Washington’s Department of Ecology on Wednesday released details of the US state’s proposed carbon market, potentially opening the door to the use of allowances and offsets from other North American emissions trading schemes while limiting trade to operators.
If approved, the scheme will be the centrepiece of state efforts to force its largest emitters, including power plants, metal manufacturers, natural gas distributors, petroleum fuel producers and importers, waste facilities and other large industrial polluters, to cut their output to help Washington halve its GHGs from 1990 levels by 2050.
The measures are expected to initially affect around two dozen installations, which collectively account for around 60% of the state’s emissions.
Those numbers may rise to more than 60 plants in the years to come, making up at least 65% of the state’s GHGs, a spokeswoman with the department told Carbon Pulse.
The proposed scheme, set to run in three-year compliance cycles from 2017, differs from other cap-and-trade systems in many respects.
Installations will receive no allowances upfront, but rather earn tradable emission reduction units for cutting against established baselines, which would be set using operator emission levels from at least three years between 2012 and 2016.
The number of installations covered by the system would grow over time as the threshold for coverage drops by 5,000 metric tonnes every three years, declining from 100,000 tonnes a year in 2017-2019 to 70,000 tonnes from 2035.
Voluntary participation will also be allowed.
According to the draft rules, instead of receiving a predetermined allowance quota, installations will be assigned an emissions reduction pathway, representing an annual decrease of 1.66% from a set baseline, or 5% every three years.

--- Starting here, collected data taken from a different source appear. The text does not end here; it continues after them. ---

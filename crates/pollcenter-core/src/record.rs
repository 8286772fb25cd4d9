//! Booth input records and the center/booth output rows

use serde::{Deserialize, Serialize};

use crate::error::{PollError, Result};

/// One input booth line: ward, booth key, name and (optional) address.
#[derive(Debug, Clone, PartialEq, Eq, PartialOrd, Ord, Hash, Serialize, Deserialize)]
pub struct BoothRecord {
    pub ward_key: String,
    /// Path-like key; the last `/` segment is the booth code
    pub booth_key: String,
    pub name: String,
    /// Required when deriving centers, absent when only renaming booths
    pub address: Option<String>,
}

impl BoothRecord {
    pub fn new(
        ward_key: impl Into<String>,
        booth_key: impl Into<String>,
        name: impl Into<String>,
        address: Option<&str>,
    ) -> Self {
        Self {
            ward_key: ward_key.into(),
            booth_key: booth_key.into(),
            name: name.into(),
            address: address.map(str::to_string),
        }
    }

    /// Parse a tab-separated line.
    ///
    /// The line is trimmed and split into at most four fields, so an address
    /// may itself contain tabs.
    pub fn parse_line(line: &str) -> Result<Self> {
        let trimmed = line.trim();
        let fields: Vec<&str> = trimmed.splitn(4, '\t').collect();
        match fields.as_slice() {
            [ward_key, booth_key, name] => Ok(Self::new(*ward_key, *booth_key, *name, None)),
            [ward_key, booth_key, name, address] => {
                Ok(Self::new(*ward_key, *booth_key, *name, Some(*address)))
            }
            _ => Err(PollError::malformed(
                line,
                format!("expected 3 or 4 tab-separated fields, found {}", fields.len()),
            )),
        }
    }

    /// Last path segment of the booth key
    pub fn booth_code(&self) -> &str {
        self.booth_key.rsplit('/').next().unwrap_or(&self.booth_key)
    }

    pub(crate) fn require_address(&self) -> Result<&str> {
        self.address.as_deref().ok_or_else(|| {
            PollError::malformed(&self.booth_key, "address field is required to derive centers")
        })
    }
}

/// Dedup key of a booth: lowercased normalized name followed by lowercased
/// normalized address, no separator.
#[derive(Debug, Clone, PartialEq, Eq, Hash)]
pub struct Signature(String);

impl Signature {
    pub fn new(normalized_name: &str, normalized_address: &str) -> Self {
        let mut key = normalized_name.to_lowercase();
        key.push_str(&normalized_address.to_lowercase());
        Signature(key)
    }

    pub fn as_str(&self) -> &str {
        &self.0
    }
}

/// A physical polling location hosting one or more booths.
///
/// Field order defines the row ordering: origin, then center key, then name.
#[derive(Debug, Clone, PartialEq, Eq, PartialOrd, Ord, Hash, Serialize, Deserialize)]
pub struct PollingCenter {
    /// Ward key, or the AC when the ward key is a placeholder ward
    pub origin_key: String,
    /// `<AC>/<prefix><seq>`, e.g. `KA/AC101/PX001`
    pub center_key: String,
    /// `<center code> - <normalized name>`
    pub display_name: String,
}

/// A booth row rewritten to point at its resolved center.
#[derive(Debug, Clone, PartialEq, Eq, PartialOrd, Ord, Hash, Serialize, Deserialize)]
pub struct PollingBooth {
    pub center_key: String,
    pub booth_key: String,
    /// `<booth code> - <normalized name>`
    pub display_name: String,
}

/// A booth with its name normalized, used when no centers are derived.
#[derive(Debug, Clone, PartialEq, Eq, PartialOrd, Ord, Hash, Serialize, Deserialize)]
pub struct NormalizedBooth {
    pub ward_key: String,
    pub booth_key: String,
    pub name: String,
}
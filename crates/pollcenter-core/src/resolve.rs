//! Polling center inference for a single ward
//!
//! Booths of one ward that normalize to the same name and address are taken
//! to share a physical location. Each distinct [`Signature`] becomes a
//! [`PollingCenter`] numbered in first-seen order (`PX001`, `PX002`, ...), and
//! every booth is rewritten to reference its center.
//!
//! Signatures are never compared across wards: the signature table lives only
//! for the duration of one [`CenterResolver::resolve`] call.

use std::collections::HashMap;

use lazy_static::lazy_static;
use tracing::debug;

use crate::config::{CenterOrder, PollcenterConfig, ResolverConfig};
use crate::error::Result;
use crate::normalize::Normalizer;
use crate::record::{BoothRecord, PollingBooth, PollingCenter, Signature};
use crate::ward::extract_ac;

lazy_static! {
    static ref DEFAULT_RESOLVER: CenterResolver = CenterResolver::new(&PollcenterConfig::default())
        .expect("default config is valid");
}

/// Centers and rewritten booths for one ward
#[derive(Debug, Clone, Default, PartialEq, Eq)]
pub struct WardResolution {
    pub centers: Vec<PollingCenter>,
    /// One per input record, in input order
    pub booths: Vec<PollingBooth>,
}

#[derive(Debug)]
pub struct CenterResolver {
    normalizer: Normalizer,
    config: ResolverConfig,
}

impl CenterResolver {
    pub fn new(config: &PollcenterConfig) -> Result<Self> {
        config.validate()?;
        Ok(Self::with_normalizer(
            Normalizer::new(&config.normalizer)?,
            config.resolver.clone(),
        ))
    }

    pub fn with_normalizer(normalizer: Normalizer, config: ResolverConfig) -> Self {
        Self { normalizer, config }
    }

    pub fn normalizer(&self) -> &Normalizer {
        &self.normalizer
    }

    /// Resolve one ward's records into center and booth rows.
    ///
    /// Fails with `MissingAdministrativeCode` if the ward key has no AC token,
    /// or `MalformedRecord` if a record has no address. Nothing is returned
    /// for a ward that fails.
    pub fn resolve(&self, ward_key: &str, records: &[BoothRecord]) -> Result<WardResolution> {
        let mut seen: HashMap<Signature, usize> = HashMap::new();
        let mut centers: Vec<PollingCenter> = Vec::new();
        let mut booths = Vec::with_capacity(records.len());

        for record in records {
            let address = self.normalizer.normalize(record.require_address()?);
            let name = self.normalizer.normalize(&record.name);
            let signature = Signature::new(&name, &address);

            let center_key = match seen.get(&signature) {
                Some(&index) => centers[index].center_key.clone(),
                None => {
                    let center = self.new_center(ward_key, centers.len() + 1, &name)?;
                    let center_key = center.center_key.clone();
                    seen.insert(signature, centers.len());
                    centers.push(center);
                    center_key
                }
            };

            booths.push(PollingBooth {
                center_key,
                booth_key: record.booth_key.clone(),
                display_name: format!("{} - {}", record.booth_code(), name),
            });
        }

        if self.config.center_order == CenterOrder::Sorted {
            centers.sort();
        }

        debug!(
            "Resolved ward {} - booths={}, centers={}",
            ward_key,
            booths.len(),
            centers.len()
        );

        Ok(WardResolution { centers, booths })
    }

    fn new_center(&self, ward_key: &str, sequence: usize, name: &str) -> Result<PollingCenter> {
        let ac = extract_ac(ward_key)?;
        let center_code = format!(
            "{}{:0>width$}",
            self.config.center_prefix,
            sequence,
            width = self.config.code_width
        );
        let origin_key = if ward_key.contains(&self.config.origin_marker) {
            ac
        } else {
            ward_key
        };

        Ok(PollingCenter {
            origin_key: origin_key.to_string(),
            center_key: format!("{}/{}", ac, center_code),
            display_name: format!("{} - {}", center_code, name),
        })
    }
}

/// Resolve a ward with the default configuration
pub fn resolve(ward_key: &str, records: &[BoothRecord]) -> Result<WardResolution> {
    DEFAULT_RESOLVER.resolve(ward_key, records)
}

#[cfg(test)]
mod tests {
    use super::*;
    use crate::error::PollError;

    const WARD: &str = "KA/AC101-W007";

    fn booth(key: &str, name: &str, address: &str) -> BoothRecord {
        BoothRecord::new(WARD, key, name, Some(address))
    }

    #[test]
    fn test_shared_location_single_center() {
        let records = vec![
            booth("KA/AC101/PB001", "PB0001 - ROOM 1, GOVT SCHOOL", "MAIN ROAD, HUBLI"),
            booth("KA/AC101/PB002", "PB0002 - ROOM 2, GOVT SCHOOL", "MAIN ROAD, HUBLI"),
        ];
        let out = resolve(WARD, &records).unwrap();

        assert_eq!(out.centers.len(), 1);
        assert_eq!(out.centers[0].origin_key, WARD);
        assert_eq!(out.centers[0].center_key, "KA/AC101/PX001");
        assert_eq!(out.centers[0].display_name, "PX001 - GOVT SCHOOL");
        assert!(out.booths.iter().all(|b| b.center_key == "KA/AC101/PX001"));
        assert_eq!(out.booths[0].display_name, "PB001 - GOVT SCHOOL");
        assert_eq!(out.booths[1].booth_key, "KA/AC101/PB002");
    }

    #[test]
    fn test_codes_in_first_seen_order() {
        let records = vec![
            booth("K/PB1", "ZILLA SCHOOL", "HUBLI"),
            booth("K/PB2", "AMBEDKAR BHAVAN", "HUBLI"),
            booth("K/PB3", "ZILLA SCHOOL", "HUBLI"),
        ];
        let out = resolve(WARD, &records).unwrap();

        let keys: Vec<_> = out.booths.iter().map(|b| b.center_key.as_str()).collect();
        assert_eq!(keys, vec!["KA/AC101/PX001", "KA/AC101/PX002", "KA/AC101/PX001"]);
    }

    #[test]
    fn test_address_participates_in_signature() {
        let records = vec![
            booth("K/PB1", "GOVT SCHOOL", "HUBLI"),
            booth("K/PB2", "GOVT SCHOOL", "DHARWAD"),
        ];
        let out = resolve(WARD, &records).unwrap();
        assert_eq!(out.centers.len(), 2);
    }

    #[test]
    fn test_signature_ignores_case() {
        let records = vec![
            booth("K/PB1", "Govt School", "Hubli"),
            booth("K/PB2", "GOVT SCHOOL", "HUBLI"),
        ];
        let out = resolve(WARD, &records).unwrap();
        assert_eq!(out.centers.len(), 1);
        // First-seen spelling names the center
        assert_eq!(out.centers[0].display_name, "PX001 - Govt School");
    }

    #[test]
    fn test_placeholder_ward_uses_ac_as_origin() {
        let ward = "KA/AC101/WL000";
        let records = vec![BoothRecord::new(ward, "K/PB1", "SCHOOL", Some("HUBLI"))];
        let out = resolve(ward, &records).unwrap();
        assert_eq!(out.centers[0].origin_key, "KA/AC101");
    }

    #[test]
    fn test_missing_ac_fails() {
        let ward = "KA101-W007";
        let records = vec![BoothRecord::new(ward, "K/PB1", "SCHOOL", Some("HUBLI"))];
        let err = resolve(ward, &records).unwrap_err();
        assert_eq!(err, PollError::MissingAdministrativeCode(ward.to_string()));
    }

    #[test]
    fn test_missing_address_fails() {
        let records = vec![BoothRecord::new(WARD, "K/PB1", "SCHOOL", None)];
        let err = resolve(WARD, &records).unwrap_err();
        assert!(matches!(err, PollError::MalformedRecord { .. }));
    }

    #[test]
    fn test_empty_name_still_resolves() {
        let records = vec![booth("K/PB1", "ROOM (X)", "HUBLI")];
        let out = resolve(WARD, &records).unwrap();
        assert_eq!(out.centers[0].display_name, "PX001 - ");
        assert_eq!(out.booths[0].display_name, "PB1 - ");
    }

    #[test]
    fn test_sequence_not_truncated_past_width() {
        let records: Vec<_> = (0..1000)
            .map(|i| booth(&format!("K/PB{}", i), &format!("SCHOOL {} HALL", to_letters(i)), "HUBLI"))
            .collect();
        let out = resolve(WARD, &records).unwrap();

        assert_eq!(out.centers.len(), 1000);
        assert_eq!(out.booths[999].center_key, "KA/AC101/PX1000");
        // Sorted rows put PX1000 between PX100 and PX101
        let pos = out
            .centers
            .iter()
            .position(|c| c.center_key == "KA/AC101/PX1000")
            .unwrap();
        assert_eq!(out.centers[pos - 1].center_key, "KA/AC101/PX100");
    }

    #[test]
    fn test_first_seen_order() {
        let config = PollcenterConfig {
            resolver: ResolverConfig {
                center_order: CenterOrder::FirstSeen,
                center_prefix: "PC".to_string(),
                code_width: 4,
                ..Default::default()
            },
            ..Default::default()
        };
        let resolver = CenterResolver::new(&config).unwrap();
        let records = vec![
            booth("K/PB1", "ZILLA SCHOOL", "HUBLI"),
            booth("K/PB2", "AMBEDKAR BHAVAN", "HUBLI"),
        ];
        let out = resolver.resolve(WARD, &records).unwrap();
        assert_eq!(out.centers[0].center_key, "KA/AC101/PC0001");
        assert_eq!(out.centers[0].display_name, "PC0001 - ZILLA SCHOOL");
        assert_eq!(out.centers[1].center_key, "KA/AC101/PC0002");
    }

    /// Distinct letters-only word; digits would be stripped by the normalizer
    fn to_letters(mut n: usize) -> String {
        let mut s = String::new();
        loop {
            s.push((b'A' + (n % 26) as u8) as char);
            n /= 26;
            if n == 0 {
                break;
            }
        }
        s
    }
}
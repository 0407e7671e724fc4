//! Time provider abstraction
//!
//! This module provides a [`Clock`] trait that abstracts over time sources and
//! waiting, so the retry loop can back off against real time in production
//! while tests drive a virtual clock and observe every delay exactly.
//!
//! # Example
//!
//! ```
//! use scholarai::{Clock, SystemClock};
//!
//! let clock = SystemClock;
//! let millis = clock.now_millis();
//! assert!(millis > 0);
//! ```

use std::fmt::Debug;
use std::time::{Duration, SystemTime, UNIX_EPOCH};

use async_trait::async_trait;
use chrono::{DateTime, NaiveDate, Utc};

#[cfg(any(test, feature = "testing"))]
use std::sync::Mutex;

/// A time provider for timestamps and backoff delays.
#[async_trait]
pub trait Clock: Send + Sync + Debug {
    /// Returns the current time as milliseconds since Unix epoch.
    fn now_millis(&self) -> u64;

    /// Suspend the caller for `duration`.
    async fn sleep(&self, duration: Duration);

    /// Current UTC calendar date.
    fn today(&self) -> NaiveDate {
        DateTime::<Utc>::from_timestamp_millis(self.now_millis() as i64)
            .map(|dt| dt.date_naive())
            .unwrap_or_default()
    }
}

/// Production clock using real system time and the tokio timer.
#[derive(Debug, Clone, Copy, Default)]
pub struct SystemClock;

#[async_trait]
impl Clock for SystemClock {
    fn now_millis(&self) -> u64 {
        SystemTime::now()
            .duration_since(UNIX_EPOCH)
            .map(|d| d.as_millis() as u64)
            .unwrap_or(0)
    }

    async fn sleep(&self, duration: Duration) {
        tokio::time::sleep(duration).await;
    }
}

/// Test clock with virtual time.
///
/// Time only moves through [`FixedClock::advance`] or [`Clock::sleep`]; a sleep
/// returns immediately after advancing the clock and recording the delay.
#[cfg(any(test, feature = "testing"))]
pub struct FixedClock {
    state: Mutex<FixedClockState>,
}

#[cfg(any(test, feature = "testing"))]
struct FixedClockState {
    millis: u64,
    sleeps: Vec<Duration>,
}

#[cfg(any(test, feature = "testing"))]
impl FixedClock {
    /// Create a new fixed clock with the given initial time in milliseconds.
    pub fn new(millis: u64) -> Self {
        Self {
            state: Mutex::new(FixedClockState {
                millis,
                sleeps: Vec::new(),
            }),
        }
    }

    /// Advance the clock by the given number of milliseconds.
    pub fn advance(&self, ms: u64) {
        self.state.lock().unwrap().millis += ms;
    }

    /// Get the current time in milliseconds.
    pub fn get(&self) -> u64 {
        self.state.lock().unwrap().millis
    }

    /// Every delay passed to `sleep`, in call order.
    pub fn sleeps(&self) -> Vec<Duration> {
        self.state.lock().unwrap().sleeps.clone()
    }

    /// Sum of all recorded sleeps.
    pub fn total_slept(&self) -> Duration {
        self.state.lock().unwrap().sleeps.iter().sum()
    }
}

#[cfg(any(test, feature = "testing"))]
#[async_trait]
impl Clock for FixedClock {
    fn now_millis(&self) -> u64 {
        self.get()
    }

    async fn sleep(&self, duration: Duration) {
        let mut state = self.state.lock().unwrap();
        state.millis += duration.as_millis() as u64;
        state.sleeps.push(duration);
    }
}

#[cfg(any(test, feature = "testing"))]
impl Default for FixedClock {
    fn default() -> Self {
        // 2024-01-01 00:00:00 UTC
        Self::new(1704067200000)
    }
}

#[cfg(any(test, feature = "testing"))]
impl Debug for FixedClock {
    fn fmt(&self, f: &mut std::fmt::Formatter<'_>) -> std::fmt::Result {
        let state = self.state.lock().unwrap();
        f.debug_struct("FixedClock")
            .field("millis", &state.millis)
            .field("sleeps", &state.sleeps.len())
            .finish()
    }
}
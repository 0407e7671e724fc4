//! Google GenAI adapter (`models/{model}:generateContent`).

use async_trait::async_trait;
use serde::{Deserialize, Serialize};

use super::{ProviderAdapter, ProviderError, read_success_body};
use crate::{
    Result,
    config::{Provider, ProviderConfig},
    tier::ModelTier,
    types::{GenerationRequest, Role},
};

#[derive(Serialize)]
#[serde(rename_all = "camelCase")]
struct GenerateContentRequest<'a> {
    contents: Vec<Content<'a>>,
    #[serde(skip_serializing_if = "Option::is_none")]
    system_instruction: Option<SystemInstruction<'a>>,
    generation_config: GenerationConfig,
}

#[derive(Serialize)]
struct Content<'a> {
    role: &'static str,
    parts: Vec<Part<'a>>,
}

#[derive(Serialize)]
struct SystemInstruction<'a> {
    parts: Vec<Part<'a>>,
}

#[derive(Serialize)]
#[serde(untagged)]
enum Part<'a> {
    Text {
        text: &'a str,
    },
    InlineData {
        #[serde(rename = "inlineData")]
        inline_data: InlineData<'a>,
    },
}

#[derive(Serialize)]
#[serde(rename_all = "camelCase")]
struct InlineData<'a> {
    mime_type: &'a str,
    data: &'a str,
}

#[derive(Serialize)]
#[serde(rename_all = "camelCase")]
struct GenerationConfig {
    temperature: f32,
    #[serde(skip_serializing_if = "Option::is_none")]
    response_mime_type: Option<&'static str>,
    #[serde(skip_serializing_if = "Option::is_none")]
    thinking_config: Option<ThinkingConfig>,
}

#[derive(Serialize)]
#[serde(rename_all = "camelCase")]
struct ThinkingConfig {
    thinking_budget: u32,
}

#[derive(Deserialize)]
struct GenerateContentResponse {
    #[serde(default)]
    candidates: Vec<Candidate>,
}

#[derive(Deserialize)]
struct Candidate {
    content: Option<CandidateContent>,
}

#[derive(Deserialize)]
struct CandidateContent {
    #[serde(default)]
    parts: Vec<ResponsePart>,
}

#[derive(Deserialize)]
struct ResponsePart {
    text: Option<String>,
    #[serde(default)]
    thought: bool,
}

fn build_body(request: &GenerationRequest) -> GenerateContentRequest<'_> {
    let last = request.turns.len().saturating_sub(1);
    let contents = request
        .turns
        .iter()
        .enumerate()
        .map(|(i, turn)| {
            let mut parts = vec![Part::Text { text: &turn.text }];
            if i == last
                && turn.role == Role::User
                && let Some(image) = &request.image
            {
                parts.push(Part::InlineData {
                    inline_data: InlineData {
                        mime_type: &image.mime_type,
                        data: &image.data,
                    },
                });
            }
            Content {
                role: match turn.role {
                    Role::User => "user",
                    Role::Model => "model",
                },
                parts,
            }
        })
        .collect();

    GenerateContentRequest {
        contents,
        system_instruction: request
            .system_instruction
            .as_deref()
            .map(|text| SystemInstruction {
                parts: vec![Part::Text { text }],
            }),
        generation_config: GenerationConfig {
            temperature: request.temperature,
            response_mime_type: request.json_mode.then_some("application/json"),
            thinking_config: request
                .thinking_budget
                .map(|thinking_budget| ThinkingConfig { thinking_budget }),
        },
    }
}

fn extract_text(body: &str) -> Result<String> {
    let parsed: GenerateContentResponse = serde_json::from_str(body)
        .map_err(|e| ProviderError::MalformedResponse(e.to_string()))?;

    let text: String = parsed
        .candidates
        .into_iter()
        .next()
        .and_then(|c| c.content)
        .map(|content| {
            content
                .parts
                .into_iter()
                .filter(|p| !p.thought)
                .filter_map(|p| p.text)
                .collect()
        })
        .unwrap_or_default();

    if text.trim().is_empty() {
        return Err(ProviderError::EmptyResponse.into());
    }
    Ok(text)
}

/// Adapter for the Google GenAI REST API.
pub struct GoogleAdapter {
    client: reqwest::Client,
    config: ProviderConfig,
}

impl GoogleAdapter {
    pub fn new(client: reqwest::Client, config: ProviderConfig) -> Self {
        Self { client, config }
    }
}

#[async_trait]
impl ProviderAdapter for GoogleAdapter {
    fn provider(&self) -> Provider {
        Provider::Google
    }

    async fn generate(&self, tier: &ModelTier, request: &GenerationRequest) -> Result<String> {
        let url = self
            .config
            .endpoint(&format!("v1beta/models/{}:generateContent", tier.model));
        tracing::debug!(provider = "google", model = %tier.model, "Sending generateContent request");

        let response = self
            .client
            .post(&url)
            .header("x-goog-api-key", self.config.credential.expose())
            .json(&build_body(request))
            .send()
            .await
            .map_err(|e| ProviderError::Transport(e.to_string()))?;

        let body = read_success_body(response).await?;
        extract_text(&body)
    }
}
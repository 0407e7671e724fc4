//! Retry and model-tier fallback around a provider adapter.
//!
//! Each logical request moves through these states:
//!
//! * `Attempting(tier, n)`, starting at `(primary, 1)`
//! * `Succeeded(text)` on the first successful call
//! * `Failed(error)` on a non-retryable error, or a retryable one at `n == max_attempts`
//!
//! A retryable failure (rate limited or overloaded) below the attempt limit
//! waits `backoff(n)`, possibly drops to the next tier down, and tries again.
//! Attempts are strictly sequential and cannot be cancelled.

use std::sync::Arc;

use crate::{
    Clock, Result,
    config::{ProviderConfig, RetryPolicy},
    provider::ProviderAdapter,
    tier::{ModelTier, TierKind},
    types::{GenerationRequest, GenerationResult},
};

/// Executes generation requests with bounded retry and tier degradation.
#[derive(Clone)]
pub struct Orchestrator {
    adapter: Arc<dyn ProviderAdapter>,
    config: ProviderConfig,
    policy: RetryPolicy,
    clock: Arc<dyn Clock>,
}

impl Orchestrator {
    pub fn new(
        adapter: Arc<dyn ProviderAdapter>,
        config: ProviderConfig,
        policy: RetryPolicy,
        clock: Arc<dyn Clock>,
    ) -> Self {
        Self {
            adapter,
            config,
            policy,
            clock,
        }
    }

    pub fn policy(&self) -> &RetryPolicy {
        &self.policy
    }

    pub fn config(&self) -> &ProviderConfig {
        &self.config
    }

    /// Run `request`, starting on the `primary` tier.
    pub async fn run(
        &self,
        primary: TierKind,
        request: &GenerationRequest,
    ) -> Result<GenerationResult> {
        let provider = self.adapter.provider();
        let mut tier: &ModelTier = self.config.tier(primary);
        let mut attempt: u32 = 1;
        let mut failures_on_tier: u32 = 0;

        loop {
            let (prepared, dropped) = tier.prepare(request);
            for option in &dropped {
                tracing::warn!(
                    model = %tier.model,
                    option = %option,
                    "Model tier does not support request option; dropping it"
                );
            }

            tracing::debug!(%provider, model = %tier.model, attempt, "Attempting generation");

            match self.adapter.generate(tier, &prepared).await {
                Ok(text) => {
                    tracing::info!(%provider, model = %tier.model, attempt, "Generation succeeded");
                    return Ok(GenerationResult {
                        text,
                        provider,
                        model: tier.model.clone(),
                        attempts: attempt,
                        dropped_options: dropped,
                    });
                }
                Err(e) if e.is_retryable() && attempt < self.policy.max_attempts => {
                    let delay = self.policy.backoff(attempt);
                    tracing::warn!(
                        %provider,
                        model = %tier.model,
                        attempt,
                        delay_ms = delay.as_millis() as u64,
                        "Retryable provider failure: {e}"
                    );
                    self.clock.sleep(delay).await;

                    failures_on_tier += 1;
                    if failures_on_tier >= self.policy.downgrade_after
                        && let Some(lower) = self.config.downgrade(tier.kind)
                    {
                        tracing::info!(from = %tier.model, to = %lower.model, "Falling back to a lower model tier");
                        tier = lower;
                        failures_on_tier = 0;
                    }
                    attempt += 1;
                }
                Err(e) => {
                    tracing::error!(%provider, model = %tier.model, attempt, "Generation failed: {e}");
                    return Err(e);
                }
            }
        }
    }
}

Companies will need to report their emissions annually but will only need to comply at the end of each period, with compliance reports requiring third-party verification.
COMPLIANCE
Installations that fail to meet their targets may purchase reduction units generated within the state, or from “emission credit programs, registries, or exchanges not operated or managed by the state of Washington.”
The proposal opens the door to reduction units derived in Washington from low-carbon transportation, livestock and agriculture methane capture projects, energy efficiency initiatives, burning wood-based biomass instead of fossil fuels, and other measures involving emissions cuts in the industrial, water and wastewater sectors.
It also specifically identifies emissions allowances from RGGI, California and Quebec as being eligible for compliance, in addition to certified offsets from livestock, mine methane and ozone depleting substance projects in California.
The rules suggest that exchange-based trading of Washington units is unlikely to be permitted, and that intermediaries such as banks or brokers may facilitate trade but “at no time may … report that they themselves are retaining [the] units.”
According to the proposal, trading of the units may only take place between covered entities and requires documentation of the exchange “to demonstrate a clear and unambiguous transfer … from one covered party to another”.
The rules also allow for the unlimited banking of unused allowances from one phase to the next, but propose that all units face a 10-year usage life that starts from the first time they’re banked.
Four public hearings have now been scheduled over the proposal, with a finalised plan expected by this summer.
TARGETS
The latest proposal comes after Governor Jay Inslee last summer directed the Department of Ecology to strengthen existing rules and set GHG limits under the state’s Clean Air Act in order to meet the emissions reduction targets passed by Washington’s legislature in 2008, which included the 2050 emission goal.
The state has also pledged to bring its GHG emissions back to 1990 levels by 2020, and to cut them by 25% by 2035.
Under the US EPA’s Clean Power Plan rules, and despite having amongst the lowest levels of carbon intensity in its power generation in the entire US, Washington will have to cut its emissions by 70% below 2005 levels by 2030 – more than any other state.
This is in part due to an existing plan to phase out by 2025 Washington’s Centralia plant, the state’s only remaining coal-fired power station, which provides around 70% of the state’s electricity needs.
Centralia is not included in the latest proposal because its decommissioning has already been scheduled.
CARBON TAXES
Wasington’s latest proposal already faces competition from two separate initiatives to lower the state’s GHGs by putting a price on carbon.
In one effort, backers of Initiative-732 last month turned over 350,000 signatures supporting a proposal to tax CO2 at $25/tonne while offsetting the burden on consumers by lowering other state taxes.
That measure will seek approval either through the state legislature or via the ballot box in November’s nationwide elections.
Another group of environmental, labour and social justice groups is leading a separate push to enact a different state-wide carbon tax.